### Prompt
Each line in the entries below that holds the word "DataValidator" belongs in the answer.

(Entries taken from a collection)
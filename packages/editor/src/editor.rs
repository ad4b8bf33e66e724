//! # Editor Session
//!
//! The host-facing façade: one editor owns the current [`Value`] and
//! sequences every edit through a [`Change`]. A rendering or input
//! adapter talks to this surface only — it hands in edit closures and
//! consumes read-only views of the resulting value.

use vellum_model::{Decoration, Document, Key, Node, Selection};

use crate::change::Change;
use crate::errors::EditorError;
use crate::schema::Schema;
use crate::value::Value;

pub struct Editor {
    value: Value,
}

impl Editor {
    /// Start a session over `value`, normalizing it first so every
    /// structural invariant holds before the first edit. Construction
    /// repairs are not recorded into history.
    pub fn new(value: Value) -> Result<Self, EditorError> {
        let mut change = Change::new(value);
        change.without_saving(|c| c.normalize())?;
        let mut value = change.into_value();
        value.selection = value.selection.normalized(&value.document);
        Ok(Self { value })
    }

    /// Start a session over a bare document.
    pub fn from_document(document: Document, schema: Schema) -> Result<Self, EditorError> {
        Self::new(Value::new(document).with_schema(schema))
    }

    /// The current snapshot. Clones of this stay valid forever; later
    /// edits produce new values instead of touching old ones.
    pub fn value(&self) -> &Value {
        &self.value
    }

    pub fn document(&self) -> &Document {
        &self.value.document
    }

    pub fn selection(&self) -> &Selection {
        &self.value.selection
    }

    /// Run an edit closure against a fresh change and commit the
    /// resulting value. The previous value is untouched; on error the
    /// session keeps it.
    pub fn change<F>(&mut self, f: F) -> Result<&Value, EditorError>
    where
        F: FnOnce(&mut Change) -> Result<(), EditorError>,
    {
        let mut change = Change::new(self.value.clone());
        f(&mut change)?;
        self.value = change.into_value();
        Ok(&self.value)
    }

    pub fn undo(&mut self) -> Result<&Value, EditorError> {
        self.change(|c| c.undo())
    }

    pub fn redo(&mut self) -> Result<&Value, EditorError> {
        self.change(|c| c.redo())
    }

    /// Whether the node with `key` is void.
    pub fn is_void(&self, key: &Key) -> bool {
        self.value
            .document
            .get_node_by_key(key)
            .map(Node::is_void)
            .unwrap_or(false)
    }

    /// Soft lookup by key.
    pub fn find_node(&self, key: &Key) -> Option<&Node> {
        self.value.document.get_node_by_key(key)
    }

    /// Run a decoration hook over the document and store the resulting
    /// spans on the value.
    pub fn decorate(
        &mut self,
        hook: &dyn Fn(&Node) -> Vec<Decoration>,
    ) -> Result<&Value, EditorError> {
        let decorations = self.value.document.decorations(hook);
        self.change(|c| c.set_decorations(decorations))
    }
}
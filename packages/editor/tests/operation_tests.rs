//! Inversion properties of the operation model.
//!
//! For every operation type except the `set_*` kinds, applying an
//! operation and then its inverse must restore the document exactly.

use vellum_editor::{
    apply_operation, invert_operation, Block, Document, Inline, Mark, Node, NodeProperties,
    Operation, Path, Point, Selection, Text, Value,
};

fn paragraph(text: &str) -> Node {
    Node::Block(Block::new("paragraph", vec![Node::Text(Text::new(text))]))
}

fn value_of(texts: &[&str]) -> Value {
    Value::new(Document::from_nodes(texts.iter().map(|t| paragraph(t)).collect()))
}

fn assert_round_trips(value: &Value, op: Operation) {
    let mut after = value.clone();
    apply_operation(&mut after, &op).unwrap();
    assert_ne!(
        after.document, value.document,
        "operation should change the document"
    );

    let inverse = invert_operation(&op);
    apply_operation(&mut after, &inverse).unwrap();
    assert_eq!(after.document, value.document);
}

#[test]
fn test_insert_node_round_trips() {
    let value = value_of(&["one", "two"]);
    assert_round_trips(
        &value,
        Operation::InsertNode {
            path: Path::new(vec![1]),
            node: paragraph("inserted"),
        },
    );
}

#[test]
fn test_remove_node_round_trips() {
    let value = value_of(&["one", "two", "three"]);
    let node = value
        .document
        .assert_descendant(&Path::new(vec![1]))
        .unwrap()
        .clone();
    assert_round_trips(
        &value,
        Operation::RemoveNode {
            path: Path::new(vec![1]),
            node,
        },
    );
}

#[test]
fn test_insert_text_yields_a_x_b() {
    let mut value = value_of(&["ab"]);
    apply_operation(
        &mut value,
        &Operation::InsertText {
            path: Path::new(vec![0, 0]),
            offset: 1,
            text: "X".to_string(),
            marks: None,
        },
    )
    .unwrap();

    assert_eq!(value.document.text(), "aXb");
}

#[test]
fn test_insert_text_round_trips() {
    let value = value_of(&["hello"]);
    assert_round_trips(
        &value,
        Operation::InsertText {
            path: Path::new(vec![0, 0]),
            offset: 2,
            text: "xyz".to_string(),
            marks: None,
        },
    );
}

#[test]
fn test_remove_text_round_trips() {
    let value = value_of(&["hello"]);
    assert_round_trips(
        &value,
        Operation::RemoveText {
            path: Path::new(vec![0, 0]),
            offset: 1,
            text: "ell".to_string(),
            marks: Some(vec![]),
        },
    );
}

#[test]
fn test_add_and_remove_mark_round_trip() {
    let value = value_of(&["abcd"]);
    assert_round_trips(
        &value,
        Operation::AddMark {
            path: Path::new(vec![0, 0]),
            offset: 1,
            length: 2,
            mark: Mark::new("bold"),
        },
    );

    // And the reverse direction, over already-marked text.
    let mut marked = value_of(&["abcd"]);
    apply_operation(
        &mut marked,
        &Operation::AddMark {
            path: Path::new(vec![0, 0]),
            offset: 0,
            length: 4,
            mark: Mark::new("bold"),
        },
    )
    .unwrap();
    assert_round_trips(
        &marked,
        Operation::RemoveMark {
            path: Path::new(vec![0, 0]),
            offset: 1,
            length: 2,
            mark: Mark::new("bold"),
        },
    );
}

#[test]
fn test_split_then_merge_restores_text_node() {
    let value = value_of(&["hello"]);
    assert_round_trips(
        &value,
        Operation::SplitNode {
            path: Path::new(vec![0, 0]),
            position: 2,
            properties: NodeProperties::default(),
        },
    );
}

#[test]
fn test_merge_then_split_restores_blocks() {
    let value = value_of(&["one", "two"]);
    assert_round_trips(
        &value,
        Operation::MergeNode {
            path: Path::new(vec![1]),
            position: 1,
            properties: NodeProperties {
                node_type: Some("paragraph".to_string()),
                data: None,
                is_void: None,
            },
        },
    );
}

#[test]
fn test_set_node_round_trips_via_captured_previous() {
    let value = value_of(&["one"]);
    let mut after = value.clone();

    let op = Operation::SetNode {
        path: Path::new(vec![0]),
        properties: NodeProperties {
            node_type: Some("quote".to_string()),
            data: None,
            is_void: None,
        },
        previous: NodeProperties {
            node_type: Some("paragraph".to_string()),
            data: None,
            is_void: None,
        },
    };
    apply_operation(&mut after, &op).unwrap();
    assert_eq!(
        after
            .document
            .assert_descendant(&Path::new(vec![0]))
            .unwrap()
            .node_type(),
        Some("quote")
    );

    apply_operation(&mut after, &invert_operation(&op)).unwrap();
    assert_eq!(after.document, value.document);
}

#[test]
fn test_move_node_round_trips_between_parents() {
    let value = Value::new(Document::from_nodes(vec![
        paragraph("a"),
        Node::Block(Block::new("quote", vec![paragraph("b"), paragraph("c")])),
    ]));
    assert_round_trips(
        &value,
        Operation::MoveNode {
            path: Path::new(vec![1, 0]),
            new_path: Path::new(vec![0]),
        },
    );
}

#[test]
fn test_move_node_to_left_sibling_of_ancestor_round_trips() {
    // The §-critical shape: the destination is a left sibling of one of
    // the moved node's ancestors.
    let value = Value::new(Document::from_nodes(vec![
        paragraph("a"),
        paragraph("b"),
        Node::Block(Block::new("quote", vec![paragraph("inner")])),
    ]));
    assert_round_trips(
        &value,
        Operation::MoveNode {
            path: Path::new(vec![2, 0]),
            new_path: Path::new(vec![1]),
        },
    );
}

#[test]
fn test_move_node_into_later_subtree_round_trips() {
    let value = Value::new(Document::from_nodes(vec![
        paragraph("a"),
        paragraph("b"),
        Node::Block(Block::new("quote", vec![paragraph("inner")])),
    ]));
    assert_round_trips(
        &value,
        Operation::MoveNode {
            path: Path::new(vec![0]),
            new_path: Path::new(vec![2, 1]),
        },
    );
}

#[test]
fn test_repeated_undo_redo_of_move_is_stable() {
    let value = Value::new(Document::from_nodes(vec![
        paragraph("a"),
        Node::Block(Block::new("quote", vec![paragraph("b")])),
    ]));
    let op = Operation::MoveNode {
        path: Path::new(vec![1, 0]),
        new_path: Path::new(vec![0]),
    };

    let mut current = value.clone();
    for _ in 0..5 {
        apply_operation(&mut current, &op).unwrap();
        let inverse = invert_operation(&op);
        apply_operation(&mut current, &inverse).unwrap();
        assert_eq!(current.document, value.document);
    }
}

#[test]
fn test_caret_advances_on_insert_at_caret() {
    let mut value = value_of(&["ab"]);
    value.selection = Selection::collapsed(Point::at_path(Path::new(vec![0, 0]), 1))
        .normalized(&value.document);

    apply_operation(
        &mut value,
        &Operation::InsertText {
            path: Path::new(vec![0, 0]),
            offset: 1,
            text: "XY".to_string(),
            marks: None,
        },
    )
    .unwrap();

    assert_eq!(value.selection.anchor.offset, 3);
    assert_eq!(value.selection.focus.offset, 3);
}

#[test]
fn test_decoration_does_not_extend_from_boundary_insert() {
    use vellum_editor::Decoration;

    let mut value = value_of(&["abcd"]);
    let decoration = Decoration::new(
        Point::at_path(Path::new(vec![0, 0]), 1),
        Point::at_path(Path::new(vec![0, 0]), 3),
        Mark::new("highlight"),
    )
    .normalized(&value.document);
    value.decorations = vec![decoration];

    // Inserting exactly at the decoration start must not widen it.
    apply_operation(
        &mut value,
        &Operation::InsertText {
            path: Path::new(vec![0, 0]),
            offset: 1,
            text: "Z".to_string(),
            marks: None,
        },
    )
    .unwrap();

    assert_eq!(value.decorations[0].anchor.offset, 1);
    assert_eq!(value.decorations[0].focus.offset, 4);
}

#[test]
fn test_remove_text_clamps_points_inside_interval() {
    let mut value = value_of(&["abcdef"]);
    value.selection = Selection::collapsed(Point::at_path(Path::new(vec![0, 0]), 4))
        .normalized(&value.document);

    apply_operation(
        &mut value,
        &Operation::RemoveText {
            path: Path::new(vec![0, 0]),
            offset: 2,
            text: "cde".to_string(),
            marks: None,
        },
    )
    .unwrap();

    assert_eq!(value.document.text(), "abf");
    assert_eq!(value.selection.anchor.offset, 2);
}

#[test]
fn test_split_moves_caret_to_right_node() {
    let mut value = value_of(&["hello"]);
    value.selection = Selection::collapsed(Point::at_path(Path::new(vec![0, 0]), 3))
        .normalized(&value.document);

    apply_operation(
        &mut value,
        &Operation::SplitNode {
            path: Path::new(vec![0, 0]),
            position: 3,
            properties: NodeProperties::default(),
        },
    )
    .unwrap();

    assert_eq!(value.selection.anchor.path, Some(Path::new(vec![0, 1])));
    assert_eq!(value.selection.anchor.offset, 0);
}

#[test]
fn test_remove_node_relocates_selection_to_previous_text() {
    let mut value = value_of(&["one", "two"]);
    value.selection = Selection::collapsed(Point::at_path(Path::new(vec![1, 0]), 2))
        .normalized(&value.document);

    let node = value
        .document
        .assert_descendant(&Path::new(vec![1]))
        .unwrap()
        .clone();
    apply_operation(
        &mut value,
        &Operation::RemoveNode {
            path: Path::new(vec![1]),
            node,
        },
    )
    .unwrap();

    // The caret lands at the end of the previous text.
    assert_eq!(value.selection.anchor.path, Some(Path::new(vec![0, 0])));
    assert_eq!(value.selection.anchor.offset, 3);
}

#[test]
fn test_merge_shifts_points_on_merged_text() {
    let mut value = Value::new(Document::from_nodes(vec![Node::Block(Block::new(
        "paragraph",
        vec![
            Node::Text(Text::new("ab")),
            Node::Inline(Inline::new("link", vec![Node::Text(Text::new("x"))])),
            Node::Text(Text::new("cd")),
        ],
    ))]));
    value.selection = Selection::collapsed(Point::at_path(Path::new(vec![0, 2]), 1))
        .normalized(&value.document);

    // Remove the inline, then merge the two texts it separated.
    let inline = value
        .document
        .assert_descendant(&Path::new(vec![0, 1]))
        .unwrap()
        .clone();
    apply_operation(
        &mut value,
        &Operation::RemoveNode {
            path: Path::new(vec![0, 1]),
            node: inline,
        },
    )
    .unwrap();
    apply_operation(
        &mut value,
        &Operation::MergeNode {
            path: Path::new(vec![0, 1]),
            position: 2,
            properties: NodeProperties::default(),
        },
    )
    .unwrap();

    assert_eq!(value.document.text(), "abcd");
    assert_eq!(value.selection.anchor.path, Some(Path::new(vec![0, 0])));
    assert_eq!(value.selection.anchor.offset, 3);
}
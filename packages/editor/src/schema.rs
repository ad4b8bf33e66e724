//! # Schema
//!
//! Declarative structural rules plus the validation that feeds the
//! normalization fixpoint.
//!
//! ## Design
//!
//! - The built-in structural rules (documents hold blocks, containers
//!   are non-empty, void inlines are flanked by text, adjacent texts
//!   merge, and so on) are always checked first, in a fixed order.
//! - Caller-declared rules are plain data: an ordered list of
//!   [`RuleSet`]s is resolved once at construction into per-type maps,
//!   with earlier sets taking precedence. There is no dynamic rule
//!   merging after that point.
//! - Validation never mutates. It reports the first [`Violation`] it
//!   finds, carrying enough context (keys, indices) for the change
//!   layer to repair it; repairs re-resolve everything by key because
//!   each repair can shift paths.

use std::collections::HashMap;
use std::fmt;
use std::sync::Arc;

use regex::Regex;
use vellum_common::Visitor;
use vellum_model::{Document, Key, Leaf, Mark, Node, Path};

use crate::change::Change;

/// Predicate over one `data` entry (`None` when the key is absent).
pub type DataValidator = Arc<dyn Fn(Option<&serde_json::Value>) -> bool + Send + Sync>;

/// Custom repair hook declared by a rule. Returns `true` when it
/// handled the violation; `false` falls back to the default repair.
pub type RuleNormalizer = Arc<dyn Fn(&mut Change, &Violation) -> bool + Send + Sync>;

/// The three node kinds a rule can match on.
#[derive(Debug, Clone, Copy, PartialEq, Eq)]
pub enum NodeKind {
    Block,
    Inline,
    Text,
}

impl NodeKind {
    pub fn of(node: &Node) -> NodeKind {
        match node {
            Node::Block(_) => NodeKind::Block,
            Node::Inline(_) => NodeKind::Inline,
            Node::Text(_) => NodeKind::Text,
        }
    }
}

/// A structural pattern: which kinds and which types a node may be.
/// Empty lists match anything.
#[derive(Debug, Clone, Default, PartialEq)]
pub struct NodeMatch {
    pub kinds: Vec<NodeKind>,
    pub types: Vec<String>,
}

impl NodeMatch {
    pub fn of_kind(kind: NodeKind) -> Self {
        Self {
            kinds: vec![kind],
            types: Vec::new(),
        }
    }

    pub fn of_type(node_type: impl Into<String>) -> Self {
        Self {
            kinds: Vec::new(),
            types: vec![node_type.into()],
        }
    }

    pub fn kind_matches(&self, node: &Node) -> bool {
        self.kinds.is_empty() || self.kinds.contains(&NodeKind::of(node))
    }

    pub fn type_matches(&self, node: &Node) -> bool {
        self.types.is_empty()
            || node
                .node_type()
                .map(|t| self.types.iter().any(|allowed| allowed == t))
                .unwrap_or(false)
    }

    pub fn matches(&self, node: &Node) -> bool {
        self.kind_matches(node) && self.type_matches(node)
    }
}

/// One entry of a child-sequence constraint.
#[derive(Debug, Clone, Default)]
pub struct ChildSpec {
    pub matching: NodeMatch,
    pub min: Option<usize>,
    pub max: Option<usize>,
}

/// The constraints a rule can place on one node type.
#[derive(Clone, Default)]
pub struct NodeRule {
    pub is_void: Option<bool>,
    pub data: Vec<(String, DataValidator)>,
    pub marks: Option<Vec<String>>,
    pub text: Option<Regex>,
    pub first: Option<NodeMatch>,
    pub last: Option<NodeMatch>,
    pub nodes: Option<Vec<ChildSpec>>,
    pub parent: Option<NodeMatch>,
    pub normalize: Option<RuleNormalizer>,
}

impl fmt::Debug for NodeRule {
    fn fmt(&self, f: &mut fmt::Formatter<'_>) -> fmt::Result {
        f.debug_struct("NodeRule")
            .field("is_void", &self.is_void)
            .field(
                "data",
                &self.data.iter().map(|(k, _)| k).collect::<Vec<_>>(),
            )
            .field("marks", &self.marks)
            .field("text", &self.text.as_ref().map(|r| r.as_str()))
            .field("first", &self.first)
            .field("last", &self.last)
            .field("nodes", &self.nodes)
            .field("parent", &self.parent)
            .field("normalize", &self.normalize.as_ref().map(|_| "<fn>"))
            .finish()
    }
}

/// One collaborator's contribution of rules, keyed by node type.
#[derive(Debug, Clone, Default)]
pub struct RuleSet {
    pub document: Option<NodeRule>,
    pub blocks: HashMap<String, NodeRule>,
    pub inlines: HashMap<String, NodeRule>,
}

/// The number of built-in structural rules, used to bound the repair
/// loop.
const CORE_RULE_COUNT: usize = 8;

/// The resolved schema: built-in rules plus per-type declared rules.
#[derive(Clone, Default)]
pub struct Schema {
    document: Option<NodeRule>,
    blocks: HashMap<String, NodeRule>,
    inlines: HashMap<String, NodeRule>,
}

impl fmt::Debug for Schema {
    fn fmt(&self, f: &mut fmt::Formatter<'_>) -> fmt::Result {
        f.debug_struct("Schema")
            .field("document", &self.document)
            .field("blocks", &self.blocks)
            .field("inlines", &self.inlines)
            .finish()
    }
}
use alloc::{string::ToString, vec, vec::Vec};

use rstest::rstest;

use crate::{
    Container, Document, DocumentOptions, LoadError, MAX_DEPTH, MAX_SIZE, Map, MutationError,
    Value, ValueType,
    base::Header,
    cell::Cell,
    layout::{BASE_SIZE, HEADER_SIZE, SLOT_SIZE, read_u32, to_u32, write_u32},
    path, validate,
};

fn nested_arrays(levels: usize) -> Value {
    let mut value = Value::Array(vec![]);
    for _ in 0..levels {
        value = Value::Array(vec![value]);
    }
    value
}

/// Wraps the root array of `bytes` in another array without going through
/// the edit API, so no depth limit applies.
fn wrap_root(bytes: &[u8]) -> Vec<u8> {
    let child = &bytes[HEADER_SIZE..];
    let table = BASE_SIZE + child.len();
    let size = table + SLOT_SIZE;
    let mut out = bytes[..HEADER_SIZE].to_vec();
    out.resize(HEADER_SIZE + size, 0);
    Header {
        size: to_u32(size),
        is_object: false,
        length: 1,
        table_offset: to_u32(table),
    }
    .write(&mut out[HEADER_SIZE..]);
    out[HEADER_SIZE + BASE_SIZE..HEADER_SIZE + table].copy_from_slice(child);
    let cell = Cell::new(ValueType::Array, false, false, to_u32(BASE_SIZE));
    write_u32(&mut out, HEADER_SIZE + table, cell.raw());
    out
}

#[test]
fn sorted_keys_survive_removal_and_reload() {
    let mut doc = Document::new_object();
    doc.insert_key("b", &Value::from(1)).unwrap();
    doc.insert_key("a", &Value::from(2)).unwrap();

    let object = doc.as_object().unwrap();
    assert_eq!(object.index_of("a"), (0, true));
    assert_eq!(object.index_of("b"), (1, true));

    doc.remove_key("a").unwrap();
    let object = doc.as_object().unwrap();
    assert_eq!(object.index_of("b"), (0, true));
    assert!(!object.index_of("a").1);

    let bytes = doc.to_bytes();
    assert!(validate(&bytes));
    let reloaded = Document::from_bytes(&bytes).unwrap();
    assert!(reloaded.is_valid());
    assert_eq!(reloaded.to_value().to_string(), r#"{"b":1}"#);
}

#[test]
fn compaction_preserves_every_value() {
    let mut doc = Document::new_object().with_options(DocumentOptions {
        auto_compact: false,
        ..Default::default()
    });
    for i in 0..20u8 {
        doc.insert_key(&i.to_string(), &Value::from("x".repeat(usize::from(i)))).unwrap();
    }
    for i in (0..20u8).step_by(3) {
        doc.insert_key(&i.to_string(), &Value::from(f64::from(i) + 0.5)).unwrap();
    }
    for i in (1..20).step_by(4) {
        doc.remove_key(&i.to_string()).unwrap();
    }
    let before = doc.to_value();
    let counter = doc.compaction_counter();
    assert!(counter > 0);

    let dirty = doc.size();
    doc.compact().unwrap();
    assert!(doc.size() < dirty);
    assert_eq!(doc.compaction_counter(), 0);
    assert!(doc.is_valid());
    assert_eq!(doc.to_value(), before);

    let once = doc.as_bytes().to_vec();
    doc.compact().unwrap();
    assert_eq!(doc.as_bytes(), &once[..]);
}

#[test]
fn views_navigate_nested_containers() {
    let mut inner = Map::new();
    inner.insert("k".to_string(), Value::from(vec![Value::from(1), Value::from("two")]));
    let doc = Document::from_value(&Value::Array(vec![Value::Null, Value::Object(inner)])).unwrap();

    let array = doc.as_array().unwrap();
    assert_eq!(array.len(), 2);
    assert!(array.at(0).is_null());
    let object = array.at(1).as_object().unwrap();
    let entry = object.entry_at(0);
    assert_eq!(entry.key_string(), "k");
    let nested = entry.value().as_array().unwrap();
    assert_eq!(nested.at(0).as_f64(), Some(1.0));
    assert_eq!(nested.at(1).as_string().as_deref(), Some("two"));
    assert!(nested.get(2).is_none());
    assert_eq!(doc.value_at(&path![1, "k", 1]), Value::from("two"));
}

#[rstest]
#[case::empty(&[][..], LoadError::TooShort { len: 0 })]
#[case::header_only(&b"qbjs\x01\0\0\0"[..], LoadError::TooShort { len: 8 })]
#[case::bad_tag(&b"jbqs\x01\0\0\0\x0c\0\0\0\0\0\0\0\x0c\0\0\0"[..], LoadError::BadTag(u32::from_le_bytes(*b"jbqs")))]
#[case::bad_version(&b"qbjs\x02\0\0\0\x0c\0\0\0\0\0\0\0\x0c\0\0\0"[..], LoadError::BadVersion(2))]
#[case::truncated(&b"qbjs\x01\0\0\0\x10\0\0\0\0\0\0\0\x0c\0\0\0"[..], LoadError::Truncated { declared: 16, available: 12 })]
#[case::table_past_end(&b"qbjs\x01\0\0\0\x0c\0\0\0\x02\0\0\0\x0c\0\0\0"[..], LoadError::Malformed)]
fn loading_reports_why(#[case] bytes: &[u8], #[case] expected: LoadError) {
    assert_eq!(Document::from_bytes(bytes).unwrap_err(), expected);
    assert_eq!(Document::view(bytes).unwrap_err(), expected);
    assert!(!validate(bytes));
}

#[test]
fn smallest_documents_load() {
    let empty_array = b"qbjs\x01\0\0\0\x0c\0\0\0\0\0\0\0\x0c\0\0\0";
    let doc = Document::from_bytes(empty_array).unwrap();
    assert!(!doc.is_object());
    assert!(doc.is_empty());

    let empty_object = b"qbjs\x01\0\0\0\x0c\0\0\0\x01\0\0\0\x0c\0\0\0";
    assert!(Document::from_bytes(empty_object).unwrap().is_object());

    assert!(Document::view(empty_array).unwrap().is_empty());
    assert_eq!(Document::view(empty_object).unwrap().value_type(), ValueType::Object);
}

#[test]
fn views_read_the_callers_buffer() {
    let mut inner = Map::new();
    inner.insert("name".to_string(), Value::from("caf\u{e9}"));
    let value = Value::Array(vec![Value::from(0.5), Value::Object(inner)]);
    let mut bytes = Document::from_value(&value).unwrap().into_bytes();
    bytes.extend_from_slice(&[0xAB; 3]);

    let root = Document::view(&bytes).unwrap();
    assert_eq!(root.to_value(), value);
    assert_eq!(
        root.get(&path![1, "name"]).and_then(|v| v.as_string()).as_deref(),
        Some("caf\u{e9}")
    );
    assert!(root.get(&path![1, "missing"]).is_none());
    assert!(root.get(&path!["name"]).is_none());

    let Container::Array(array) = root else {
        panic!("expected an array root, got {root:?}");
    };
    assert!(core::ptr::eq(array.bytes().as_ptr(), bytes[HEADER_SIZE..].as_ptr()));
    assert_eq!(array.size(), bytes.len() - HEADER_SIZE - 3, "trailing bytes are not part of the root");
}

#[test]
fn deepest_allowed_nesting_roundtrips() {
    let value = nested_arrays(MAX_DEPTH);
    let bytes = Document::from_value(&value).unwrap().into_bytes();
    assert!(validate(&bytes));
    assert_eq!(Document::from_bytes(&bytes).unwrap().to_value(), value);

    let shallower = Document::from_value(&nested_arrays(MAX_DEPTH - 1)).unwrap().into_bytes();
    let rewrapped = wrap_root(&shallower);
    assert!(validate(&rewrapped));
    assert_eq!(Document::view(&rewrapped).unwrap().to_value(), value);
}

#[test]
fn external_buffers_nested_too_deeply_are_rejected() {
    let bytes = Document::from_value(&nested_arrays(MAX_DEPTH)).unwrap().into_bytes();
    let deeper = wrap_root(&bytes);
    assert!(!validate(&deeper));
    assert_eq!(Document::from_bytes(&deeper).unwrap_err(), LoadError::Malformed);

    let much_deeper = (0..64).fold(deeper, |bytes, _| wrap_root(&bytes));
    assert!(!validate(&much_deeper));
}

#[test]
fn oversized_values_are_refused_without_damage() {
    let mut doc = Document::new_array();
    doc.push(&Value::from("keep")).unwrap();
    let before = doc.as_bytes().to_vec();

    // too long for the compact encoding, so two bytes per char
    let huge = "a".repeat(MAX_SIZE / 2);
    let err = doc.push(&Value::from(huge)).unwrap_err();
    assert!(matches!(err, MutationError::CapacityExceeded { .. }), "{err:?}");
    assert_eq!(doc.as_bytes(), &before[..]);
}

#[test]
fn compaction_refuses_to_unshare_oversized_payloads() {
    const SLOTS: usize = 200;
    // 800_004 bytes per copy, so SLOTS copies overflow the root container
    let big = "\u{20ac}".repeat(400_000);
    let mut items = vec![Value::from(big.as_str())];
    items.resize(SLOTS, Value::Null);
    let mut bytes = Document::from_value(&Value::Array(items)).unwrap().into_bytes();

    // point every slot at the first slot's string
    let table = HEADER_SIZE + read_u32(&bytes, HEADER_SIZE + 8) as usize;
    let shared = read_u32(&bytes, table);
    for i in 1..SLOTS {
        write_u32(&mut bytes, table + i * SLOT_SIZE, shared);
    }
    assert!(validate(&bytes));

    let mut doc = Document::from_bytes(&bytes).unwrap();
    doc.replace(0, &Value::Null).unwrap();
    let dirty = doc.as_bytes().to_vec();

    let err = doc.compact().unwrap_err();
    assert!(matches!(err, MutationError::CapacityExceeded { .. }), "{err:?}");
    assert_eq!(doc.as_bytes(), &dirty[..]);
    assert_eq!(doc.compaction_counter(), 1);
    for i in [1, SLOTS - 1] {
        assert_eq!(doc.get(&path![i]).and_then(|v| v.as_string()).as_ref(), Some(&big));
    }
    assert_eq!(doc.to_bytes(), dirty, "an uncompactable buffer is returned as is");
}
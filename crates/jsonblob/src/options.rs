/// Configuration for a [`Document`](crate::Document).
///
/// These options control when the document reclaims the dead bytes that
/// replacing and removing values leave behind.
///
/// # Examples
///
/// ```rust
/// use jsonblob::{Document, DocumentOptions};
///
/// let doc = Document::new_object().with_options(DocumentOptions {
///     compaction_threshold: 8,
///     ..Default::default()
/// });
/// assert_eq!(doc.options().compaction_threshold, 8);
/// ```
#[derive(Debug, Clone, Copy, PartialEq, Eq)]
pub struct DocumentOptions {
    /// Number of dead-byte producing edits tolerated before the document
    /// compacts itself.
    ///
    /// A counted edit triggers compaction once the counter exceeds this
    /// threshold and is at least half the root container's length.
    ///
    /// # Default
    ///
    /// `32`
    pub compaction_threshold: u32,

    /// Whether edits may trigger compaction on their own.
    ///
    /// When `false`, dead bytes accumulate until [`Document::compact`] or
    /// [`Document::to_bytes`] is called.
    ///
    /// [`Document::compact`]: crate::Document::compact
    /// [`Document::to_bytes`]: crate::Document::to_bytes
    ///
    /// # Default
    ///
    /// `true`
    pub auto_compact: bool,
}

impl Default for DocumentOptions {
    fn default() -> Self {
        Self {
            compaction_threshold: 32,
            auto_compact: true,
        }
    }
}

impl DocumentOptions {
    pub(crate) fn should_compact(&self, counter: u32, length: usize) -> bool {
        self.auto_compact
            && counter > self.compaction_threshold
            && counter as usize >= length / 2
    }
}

### Answer box
pub type DataValidator = Arc<dyn Fn(Option<&serde_json::Value>) -> bool + Send + Sync>;
    pub data: Vec<(String, DataValidator)>,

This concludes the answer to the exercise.